Me imagino qué es lo que verá Bergoglio cuando se choca con tantos rostros venidos de los lugares más insólitos. ¡Tantas historias detrás de cada peregrino! ¿Podrá contemplar lo que esos 6 millones de ojos transmiten más allá de la mirada? Será por eso que frena su papamóvil tan seguido y se da un momento para saludar a ancianos, discapacitados y enfermos. Será que en esos rostros ve el de su Dios y, entonces, puede darle un significado al viaje que está realizando.

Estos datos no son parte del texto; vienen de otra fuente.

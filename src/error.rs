use rootcause::Report;
use thiserror::Error;

use crate::data::Magic;

/// Everything that can go wrong while loading or saving a CGFX file.
///
/// None of these are recovered locally: a load or save that hits one is
/// abandoned as a whole.
#[derive(Error, Debug)]
pub enum CgfxError {
    #[error("bad magic at 0x{offset:X}: expected '{expected}', got '{actual}'")]
    BadMagic {
        offset: u32,
        expected: Magic,
        actual: Magic,
    },
    #[error("invalid endianness marker {marker:02X?}")]
    InvalidEndianMarker { marker: [u8; 2] },
    #[error("unsupported {what}: 0x{actual:X} (expected at least 0x{minimum:X})")]
    UnsupportedVersion {
        what: &'static str,
        actual: u32,
        minimum: u32,
    },
    #[error("file header says the file is {expected} bytes, but it is actually {actual} bytes")]
    FileSizeMismatch { expected: u32, actual: u32 },
    #[error("unexpected end of data at 0x{offset:X}: need {needed} bytes, have {available}")]
    UnexpectedEof {
        offset: u32,
        needed: usize,
        available: usize,
    },
    #[error("chunk '{magic}' at 0x{offset:X} declares size {size}, which does not fit the stream")]
    InvalidChunkSize { magic: Magic, offset: u32, size: u32 },
    #[error("position 0x{offset:X} is outside the stream (length 0x{len:X})")]
    OutOfBounds { offset: u32, len: u32 },
    #[error("seek to position 0 (null reference dereferenced)")]
    NullSeek,
    #[error("stream position exceeds the 32-bit offset range")]
    OffsetOverflow,
    #[error("position stack underflow: pop without a matching push")]
    PositionStackUnderflow,
    #[error("string {value:?} cannot be stored as single-byte text")]
    UnencodableString { value: String },
    #[error("unresolved reference to a {type_name} from placeholder at 0x{location:X}")]
    UnresolvedReference {
        type_name: &'static str,
        location: u32,
    },
    #[error("a {type_name} was already committed at 0x{position:X}")]
    DuplicateCommit {
        type_name: &'static str,
        position: u32,
    },
    #[error("queued payload requested with alignment {requested}, but {existing} was used before")]
    AlignmentConflict { existing: u32, requested: u32 },
    #[error("null payload passed to the {queue} queue, which does not accept null")]
    NullPayload { queue: &'static str },
    #[error("{count} raw blob(s) were queued but no IMAG chunk was written to hold them")]
    PendingBlobs { count: usize },
    #[error("{count} {what} left unwritten when the save finished")]
    Unflushed { what: &'static str, count: usize },
    #[error("dictionary name {name:?} cannot be placed in the lookup trie")]
    DuplicateName { name: String },
    #[error("dictionary entry {index} has no name")]
    UnnamedEntry { index: usize },
    #[error("unknown {context} type tag 0x{tag:08X}")]
    UnknownTypeTag { context: &'static str, tag: u32 },
    #[error("unsupported feature: {0}")]
    UnsupportedFeature(String),
    #[error("parse error at 0x{offset:X}: {detail}")]
    ParseError { offset: u32, detail: String },
}

impl CgfxError {
    pub fn unsupported(detail: impl Into<String>) -> Self {
        CgfxError::UnsupportedFeature(detail.into())
    }
}

pub type CgfxResult<T> = Result<T, Report<CgfxError>>;

/// Shorthand for returning a bare [`CgfxError`] as a report.
pub fn fail<T>(err: CgfxError) -> CgfxResult<T> {
    Err(Report::new(err))
}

Pienso en Jorge: él ha sido el motivo por el cual tantos millones de personas se acercaron a Río estos catorce días. Es el encuentro del Papa con los jóvenes lo que desencadena esta linda locura… un Papa que no tiene oro ni plata: “traigo conmigo a lo más valioso: Jesucristo”, dijo apenas arribó a Brasil. Sin dudas, Jorge nos dejó como regalo a un Jesús que ha opacado su figura y se ha hecho protagonista principal del evento.

Llega el final del acto y entonces comienza otra aventura: la del retorno al alojamiento. Es necesaria una paciencia infinita para no enojarse. Sin embargo, el encuentro con los jóvenes es lo que hace amena la espera. Es contar y escuchar experiencias lo que va trazando nuevas historias y va forjando nuevas amistades. Es esto lo más importante que tiene la Jornada: el encuentro. Encuentro con otras personas, con otras culturas, con otras formas de pensar, decir y hacer las cosas. Es ese encuentro lo que nos baña de una humildad necesaria y nos hace entender que el mundo es mucho más grande de lo que nos imaginamos (y no sólo espacialmente).

Es una experiencia de vida, no sólo de fe, lo que se vive en una Jornada Mundial de la Juventud. No importa la edad, ni siquiera qué religión profeses. Cracovia será la sede en 2016 para vivir una experiencia que todos deberíamos hacer al menos una vez en la vida.